第60回日本小児循環器学会総会・学術集会

講演情報

一般口演

多領域

一般口演26(III-OR26)
多領域1

2024年7月13日(土) 09:00 〜 10:00 第7会場 (4F 404-406)

座長:吉田 佳織(大阪母子医療センター)
座長:水野 芳子(東京情報大学)

[III-OR26-05] NICUで不穏状態にある先天性心疾患患児に対する看護師の鎮静薬使用の状況判断と困難感

小倉 彰子1, 永田 雅貴1, 光藤 友美1, 薬師神 裕子2 (1.愛媛大学 医学部 附属病院, 2.愛媛大学 大学院 医学系 研究科 看護学専攻)

キーワード:鎮静薬, 看護師の判断, NICU

【背景】近年、痛みのケアガイドラインが浸透し、新生児医療における鎮静の重要性が高まっている。NICUで不穏状態にある先天性心疾患患児が、看護師の非薬理的介入による効果が見られない場合、医師の指示で鎮静薬を投与するが、不穏状態の評価や鎮静薬使用の状況判断は個々の看護師に委ねられ、鎮静薬の適切な使用に困難感を感じている。【目的】不穏状態にある先天性心疾患患児へ鎮静薬投与時の判断基準、使用の理由、使用への困難感や考えを明らかにする【方法】A病院NICU看護師を対象にマイクロソフトFormsを使用したWebアンケート調査【結果】看護師の平均経験年数は11.0年、NICU経験年数は2.6 年であった。鎮静薬使用の判断基準は、啼泣が20分以上持続する(86.3%)、バイタルサインの変動が大きい(95.4%)、覚醒が1時間以上持続し持続し消化不良(72.7%)などであった。使用理由には看護師側の要因ではマンパワー不足、寝かしつけができなかった、事故のリスクが高いと考えたなどが50%。使用に困難感や迷いがあると答えた看護師は91%。本当に今使用するときなのかわからない、自分の技術が未熟であるから、自分が担当でなければ使用しなくてよかったのではないか、原因がマンパワー不足によるとわかっているのに使用するのはよいのかと考えたなどが71%であった。
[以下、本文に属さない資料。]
//! Cattydrop HTTP/WebSocket 服务端
//!
//! 把核心库的文件存储、消息日志和事件广播接到 axum 路由上：
//!
//! - **routes**: HTTP 路由与处理器（上传/下载/列表/消息）
//! - **ws**: WebSocket 实时通道（事件下发 + send_message 上行）
//! - **state**: 处理器共享的应用状态
//! - **error**: 处理器错误到 HTTP 响应的统一转换

pub mod error;
pub mod routes;
pub mod state;
pub mod ws;

pub use routes::router;
pub use state::AppState;
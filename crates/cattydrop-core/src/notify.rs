//! 状态变更事件广播
//!
//! 文件注册表和消息日志的每次变更都会产生一个事件，
//! 通过 broadcast 通道扇出到所有已连接的 WebSocket 客户端。
//!
//! 投递是尽力而为的：掉线或跟不上的客户端不会阻塞其他客户端，
//! 也没有事件回放 —— 新连接的客户端靠 `/files` + `/messages` 全量同步。

use serde::Serialize;
use tokio::sync::broadcast;

use crate::messages::ChatMessage;
use crate::store::FileRecord;

/// 事件通道容量，超出后最慢的订阅者丢失最旧的事件
pub const EVENT_CHANNEL_CAPACITY: usize = 256;

/// 一次状态变更的广播事件
///
/// 线上格式: `{"event": "<kind>", "data": <payload>}`
#[derive(Debug, Clone, Serialize)]
#[serde(tag = "event", content = "data", rename_all = "snake_case")]
pub enum Event {
    /// 新文件上传完成，携带完整的文件记录投影
    FileUploaded(FileRecord),
    /// 文件被删除（用户操作或保留期清理），只携带 storageKey
    FileDeleted {
        #[serde(rename = "storageKey")]
        storage_key: String,
    },
    /// 新聊天消息
    NewMessage(ChatMessage),
    /// 消息日志被清空
    MessagesCleared,
}

/// 事件广播器
///
/// 克隆后仍指向同一底层通道；发布端在持有被变更结构的锁时发送，
/// 保证事件顺序与提交顺序一致。
#[derive(Debug, Clone)]
pub struct Notifier {
    tx: broadcast::Sender<Event>,
}

impl Notifier {
    pub fn new(capacity: usize) -> Self {
        let (tx, _) = broadcast::channel(capacity);
        Self { tx }
    }

    /// 订阅事件流，只收到订阅之后发布的事件
    pub fn subscribe(&self) -> broadcast::Receiver<Event> {
        self.tx.subscribe()
    }

    /// 发布事件。没有订阅者时发送会失败，属正常情况，直接忽略。
    pub fn publish(&self, event: Event) {
        let _ = self.tx.send(event);
    }

    pub fn receiver_count(&self) -> usize {
        self.tx.receiver_count()
    }
}

impl Default for Notifier {
    fn default() -> Self {
        Self::new(EVENT_CHANNEL_CAPACITY)
    }
}
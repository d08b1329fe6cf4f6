//! 聊天消息日志
//!
//! 进程级共享的有界消息环：超过容量时从最旧一端淘汰（FIFO），
//! 展示顺序就是插入顺序。没有持久化，进程退出即丢失。

use std::collections::VecDeque;

use chrono::{DateTime, Utc};
use serde::{Deserialize, Serialize};
use tokio::sync::Mutex;
use uuid::Uuid;

use crate::notify::{Event, Notifier};

/// 一条聊天消息
#[derive(Debug, Clone, PartialEq, Serialize, Deserialize)]
pub struct ChatMessage {
    pub id: Uuid,
    pub text: String,
    /// 服务端收到时打的时间戳
    pub timestamp: DateTime<Utc>,
    /// 提交连接的来源地址
    pub sender: String,
}

/// 有界消息日志
pub struct MessageLog {
    capacity: usize,
    inner: Mutex<VecDeque<ChatMessage>>,
    notifier: Notifier,
}

impl MessageLog {
    pub fn new(capacity: usize, notifier: Notifier) -> Self {
        Self {
            capacity,
            inner: Mutex::new(VecDeque::new()),
            notifier,
        }
    }

    /// 追加一条消息，必要时从最旧一端截断
    ///
    /// 打时间戳、入队、截断、发事件在同一临界区内完成，
    /// 并发 append 不会交错破坏顺序或容量上限。
    pub async fn append(
        &self,
        text: impl Into<String>,
        sender: impl Into<String>,
    ) -> ChatMessage {
        let message = ChatMessage {
            id: Uuid::new_v4(),
            text: text.into(),
            timestamp: Utc::now(),
            sender: sender.into(),
        };

        let mut log = self.inner.lock().await;
        log.push_back(message.clone());
        while log.len() > self.capacity {
            log.pop_front();
        }
        self.notifier.publish(Event::NewMessage(message.clone()));
        drop(log);

        message
    }

    /// 按插入顺序的快照
    pub async fn all(&self) -> Vec<ChatMessage> {
        self.inner.lock().await.iter().cloned().collect()
    }

    /// 无条件清空
    pub async fn clear(&self) {
        let mut log = self.inner.lock().await;
        log.clear();
        self.notifier.publish(Event::MessagesCleared);
    }
}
【考察】看護師のNICUでの経験年数は2.6年と浅く、不穏状態にある先天性心疾患患児の安静を保つために鎮静薬を使用したがその判断は本当に正しかったのか、看護師側の要因で使用していることが正しいのか困難感を感じながら使用していることが明らかとなった。【結論】鎮静薬使用の機会は多いが患児の状態の評価や使用の状況判断に曖昧な側面があり鎮静薬使用に困難感を抱えている。そのため鎮静薬使用を客観的に評価できるスケールの導入により状況判断に活かすことが必要と考える。